PROJECT SUMMARY/ABSTRACT
Emerging data indicate that the prevalence of prescription drug misuse (PDM) in adolescents and young adults
is heavily influenced by school status, with higher rates of opioid and tranquilizer/sedative (i.e., largely
benzodiazepine) misuse in those not in school and higher rates of stimulant use among students. Other research
indicates that younger individuals not in school have more concerning substance use profiles and related
consequences, with adolescent school dropouts particuarly vulnerable. That said, no research has evaluated
PDM characteristics, like motives or diversion sources, by school status in adolescent and young adult
prescription misusers. The long-term goal of the research team is to understand prescription misusers and PDM
processes across the lifespan, aiding intervention developers by identifying treatment targets and vulnerable
subgroups of misusers. In this project, using data from multiple years of the National Survey on Drug Use and
Health (NSDUH), the overall objectives are to: one, evaluate differences by student status in adolescents and
young adults (separately) in PDM correlates, motives, sources, types, SUD symptoms and patterns of concurrent
PDM-other drug use (polydrug use); two, establish latent classes of nonmedical users, separately for the
following groups: adolescent students, adolescents not in school, young adult students and young adults not in
school; and three, compare latent classes on PDM characteristics (e.g., motives), polydrug use and SUD
symptoms.

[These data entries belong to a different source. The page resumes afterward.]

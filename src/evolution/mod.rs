pub mod operators;
pub mod selection;

use crate::candidate::{by_score_desc, Candidate};
use crate::config::EvolutionConfig;
use crate::evaluation::{random_candidate, score};
use crate::evolution::operators::{crossover, mutate};
use crate::evolution::selection::tournament_select;
use crate::expression::Vocabulary;
use crate::population::Generation;
use log::debug;
use rand::prelude::*;

/// Orchestrates generation transitions.
///
/// The engine only borrows the configuration and vocabulary it was built with and
/// keeps no state of its own, so building one per call is cheap and any number of
/// lineages can be driven from the same settings.
#[derive(Clone, Copy)]
pub struct EvolutionEngine<'a> {
    /// Settings of the run
    config: &'a EvolutionConfig,
    /// Symbols expressions are built from
    vocabulary: &'a Vocabulary,
}

impl<'a> EvolutionEngine<'a> {
    pub fn new(config: &'a EvolutionConfig, vocabulary: &'a Vocabulary) -> Self {
        Self { config, vocabulary }
    }

    /// Builds Generation 1 from `population_size` freshly generated candidates.
    ///
    /// # Arguments
    /// * `&self` - The engine
    /// * `rng` - Random source
    ///
    /// # Returns
    /// * `Generation` - Generation number 1
    pub fn initial_generation<R: Rng + ?Sized>(&self, rng: &mut R) -> Generation {
        let population = (0..self.config.population_size)
            .map(|_| self.fresh_candidate(rng))
            .collect();
        Generation::new(1, population)
    }

    /// Produces the generation following `current`.
    ///
    /// The top `elitism` candidates by score are carried over untouched, the remaining
    /// slots are filled with offspring bred from `current` by tournament selection,
    /// crossover and mutation.
    ///
    /// # Arguments
    /// * `&self` - The engine
    /// * `current` - The generation to breed from, left untouched
    /// * `rng` - Random source
    ///
    /// # Returns
    /// * `Generation` - Exactly `population_size` candidates, numbered one past `current`
    pub fn advance<R: Rng + ?Sized>(&self, current: &Generation, rng: &mut R) -> Generation {
        let population = current.population();
        let mut ranked: Vec<&Candidate> = population.iter().collect();
        ranked.sort_by(|a, b| by_score_desc(a, b));

        let mut next: Vec<Candidate> = ranked
            .iter()
            .take(self.config.elitism)
            .map(|elite| (*elite).clone())
            .collect();

        while next.len() < self.config.population_size {
            next.push(self.breed(population, rng));
        }
        next.truncate(self.config.population_size);

        let next = Generation::new(current.number() + 1, next);
        debug!(
            "Gen {} -> {}: {} elites carried, best score {:.4}",
            current.number(),
            next.number(),
            self.config.elitism.min(population.len()),
            next.best().map_or(f64::NAN, Candidate::score)
        );
        next
    }

    /// Breeds a single offspring from `population`.
    fn breed<R: Rng + ?Sized>(&self, population: &[Candidate], rng: &mut R) -> Candidate {
        let Some(parent1) = tournament_select(population, rng) else {
            return self.fresh_candidate(rng);
        };

        let mut child = if rng.random::<f64>() < self.config.crossover_rate
            && population.iter().any(|c| c.id() != parent1.id())
        {
            let parent2 = loop {
                match tournament_select(population, rng) {
                    Some(p) if p.id() != parent1.id() => break p,
                    _ => continue,
                }
            };
            crossover(parent1, parent2, self.config, self.vocabulary, rng)
        } else {
            // Re-scored copy, its metrics are sampled anew
            score(
                parent1.expression(),
                &self.config.dataset,
                self.vocabulary,
                rng,
            )
        };

        if rng.random::<f64>() < self.config.mutation_rate {
            child = mutate(&child, self.config, self.vocabulary, rng);
        }
        child
    }

    fn fresh_candidate<R: Rng + ?Sized>(&self, rng: &mut R) -> Candidate {
        random_candidate(
            self.config.max_complexity,
            &self.config.dataset,
            self.vocabulary,
            rng,
        )
    }
}

/// Creates Generation 1 for `config`.
pub fn create_initial_population<R: Rng + ?Sized>(
    config: &EvolutionConfig,
    vocabulary: &Vocabulary,
    rng: &mut R,
) -> Generation {
    EvolutionEngine::new(config, vocabulary).initial_generation(rng)
}

/// Performs one generation transition for `config`.
pub fn advance_generation<R: Rng + ?Sized>(
    current: &Generation,
    config: &EvolutionConfig,
    vocabulary: &Vocabulary,
    rng: &mut R,
) -> Generation {
    EvolutionEngine::new(config, vocabulary).advance(current, rng)
}

#[cfg(test)]
mod tests {
    use super::*;
    use crate::candidate::fixture;
    use crate::config::DEFAULT_DATASET;
    use crate::evaluation::PENALTY_SCORE;
    use rand::rngs::StdRng;
    use std::collections::HashSet;

    // Helper to create the default run configuration
    fn get_test_config() -> EvolutionConfig {
        EvolutionConfig {
            population_size: 20,
            generations: 15,
            mutation_rate: 0.3,
            crossover_rate: 0.5,
            elitism: 3,
            max_complexity: 4,
            dataset: DEFAULT_DATASET.to_string(),
        }
    }

    #[test]
    fn test_initial_population() {
        let config = get_test_config();
        let vocab = Vocabulary::default();
        let mut rng = StdRng::seed_from_u64(1);

        let generation = create_initial_population(&config, &vocab, &mut rng);

        assert_eq!(generation.number(), 1);
        assert_eq!(generation.population().len(), config.population_size);
        for candidate in generation.population() {
            assert!(candidate.complexity() >= 2);
            assert!(candidate.complexity() <= 2 * config.max_complexity);
            assert!(candidate.expression().contains('('));
        }
        let ids: HashSet<_> = generation.population().iter().map(|c| c.id()).collect();
        assert_eq!(ids.len(), config.population_size);
    }

    #[test]
    fn test_advance_keeps_size_and_numbering() {
        let config = get_test_config();
        let vocab = Vocabulary::default();
        let mut rng = StdRng::seed_from_u64(2);

        let mut generation = create_initial_population(&config, &vocab, &mut rng);
        for expected in 2..=6 {
            let next = advance_generation(&generation, &config, &vocab, &mut rng);
            assert_eq!(next.number(), expected);
            assert_eq!(next.population().len(), config.population_size);
            generation = next;
        }
    }

    #[test]
    fn test_elitism_preservation() {
        let config = get_test_config();
        let vocab = Vocabulary::default();
        let mut rng = StdRng::seed_from_u64(3);

        let current = create_initial_population(&config, &vocab, &mut rng);
        let elites: Vec<Candidate> = current
            .ranked()
            .into_iter()
            .take(config.elitism)
            .cloned()
            .collect();

        let next = advance_generation(&current, &config, &vocab, &mut rng);

        for elite in &elites {
            let survivor = next
                .population()
                .iter()
                .find(|c| c.id() == elite.id())
                .expect("elite should survive");
            assert_eq!(survivor, elite);
        }
        // Elites lead the new population in rank order
        for (elite, head) in elites.iter().zip(next.population()) {
            assert_eq!(elite.id(), head.id());
        }
    }

    #[test]
    fn test_elitism_larger_than_population_is_truncated() {
        let mut config = get_test_config();
        config.population_size = 4;
        config.elitism = 4;
        let vocab = Vocabulary::default();
        let mut rng = StdRng::seed_from_u64(4);

        let current = create_initial_population(&config, &vocab, &mut rng);
        let next = advance_generation(&current, &config, &vocab, &mut rng);
        let before: HashSet<_> = current.population().iter().map(|c| c.id()).collect();
        let after: HashSet<_> = next.population().iter().map(|c| c.id()).collect();
        assert_eq!(before, after);
    }

    #[test]
    fn test_zero_elitism_renews_every_candidate() {
        let mut config = get_test_config();
        config.elitism = 0;
        let vocab = Vocabulary::default();
        let mut rng = StdRng::seed_from_u64(5);

        let current = create_initial_population(&config, &vocab, &mut rng);
        let next = advance_generation(&current, &config, &vocab, &mut rng);
        let before: HashSet<_> = current.population().iter().map(|c| c.id()).collect();
        assert!(next.population().iter().all(|c| !before.contains(&c.id())));
    }

    #[test]
    fn test_single_candidate_population_never_crosses_over() {
        let mut config = get_test_config();
        config.population_size = 1;
        config.elitism = 0;
        config.crossover_rate = 1.0;
        config.mutation_rate = 0.0;
        let vocab = Vocabulary::default();
        let mut rng = StdRng::seed_from_u64(6);

        let current = Generation::new(1, vec![fixture("sin(x)", 0.5)]);
        for _ in 0..20 {
            let next = advance_generation(&current, &config, &vocab, &mut rng);
            assert_eq!(next.population().len(), 1);
            // Without a second parent the child is a re-scored copy
            assert_eq!(next.population()[0].expression(), "sin(x)");
            assert_ne!(next.population()[0].id(), current.population()[0].id());
        }
    }

    #[test]
    fn test_no_operators_means_rescored_copies() {
        let mut config = get_test_config();
        config.crossover_rate = 0.0;
        config.mutation_rate = 0.0;
        config.elitism = 0;
        let vocab = Vocabulary::default();
        let mut rng = StdRng::seed_from_u64(7);

        let current = create_initial_population(&config, &vocab, &mut rng);
        let parents: HashSet<&str> = current.population().iter().map(|c| c.expression()).collect();
        let next = advance_generation(&current, &config, &vocab, &mut rng);
        for child in next.population() {
            assert!(parents.contains(child.expression()));
        }
    }

    #[test]
    fn test_empty_population_is_refilled() {
        let config = get_test_config();
        let vocab = Vocabulary::default();
        let mut rng = StdRng::seed_from_u64(8);

        let next = advance_generation(&Generation::new(4, vec![]), &config, &vocab, &mut rng);
        assert_eq!(next.number(), 5);
        assert_eq!(next.population().len(), config.population_size);
    }

    #[test]
    fn test_penalised_candidates_keep_penalty() {
        let config = get_test_config();
        let vocab = Vocabulary::default();
        let mut rng = StdRng::seed_from_u64(9);

        let mut generation = create_initial_population(&config, &vocab, &mut rng);
        for _ in 0..10 {
            generation = advance_generation(&generation, &config, &vocab, &mut rng);
            for c in generation.population() {
                let text = c.expression();
                if !text.contains('x') || !text.contains('(') {
                    assert_eq!(c.score(), PENALTY_SCORE);
                } else {
                    // `exp(a)` and friends are scored by the formula
                    assert_ne!(c.score(), PENALTY_SCORE, "{}", text);
                }
            }
        }
    }

    #[test]
    fn test_full_run_matches_default_scenario() {
        let config = get_test_config();
        let vocab = Vocabulary::default();
        let mut rng = StdRng::seed_from_u64(10);

        let mut generation = create_initial_population(&config, &vocab, &mut rng);
        assert_eq!(generation.population().len(), 20);
        for _ in 0..14 {
            generation = advance_generation(&generation, &config, &vocab, &mut rng);
        }
        assert_eq!(generation.number(), 15);
        assert_eq!(generation.population().len(), 20);
        for c in generation.population() {
            assert!(c.complexity() >= 2);
            assert!(c.expression().contains('('));
        }
    }

    #[test]
    fn test_same_seed_same_run() {
        let config = get_test_config();
        let vocab = Vocabulary::default();
        let run = |seed| {
            let mut rng = StdRng::seed_from_u64(seed);
            let mut generation = create_initial_population(&config, &vocab, &mut rng);
            for _ in 0..5 {
                generation = advance_generation(&generation, &config, &vocab, &mut rng);
            }
            generation
                .population()
                .iter()
                .map(|c| (c.expression().to_string(), c.score()))
                .collect::<Vec<_>>()
        };
        assert_eq!(run(11), run(11));
    }
}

Variable selection was guided by Problem Behavior Theory, allowing for examination of risk and
protective factors for PDM across a variety of domains. The rationale for the proposed project is that better
characterization of adolescent and young adult prescription misusers and PDM processes in those groups will
provide clearer targets for interventions focused on PDM. The contribution of this project will be significant
because it will identify especially vulnerable adolescents and young adults engaged in PDM, allowing
intervention developers to better craft robust prevention and treatment programs to limit and/or treat PDM in the
two age groups with the highest prevalence of PDM. Furthermore, the research proposed here is innovative
because it represents a significant departure from the current state of the field focused largely on school-based
samples by applying accepted techniques and analyses, all previously utilized by the research team, to
considerably expand the knowledge base about PDM in a more diverse population of younger individuals. Other
sources of innovation include the investigation of a nationally representative and large sample using a
comprehensive set of PDM measures, dimensional examination of substance use disorder symptoms (including
those from PDM) and use of a well-studied theory to study the influence of a wide variety of risk and protective
factors. Rapid dissemination of the knowledge derived from this project has the potential to inform the
development of maximally valid intervention options to prevent or reduce PDM and its consequences in
adolescents and young adults, all of which is consistent with the mission of NIDA.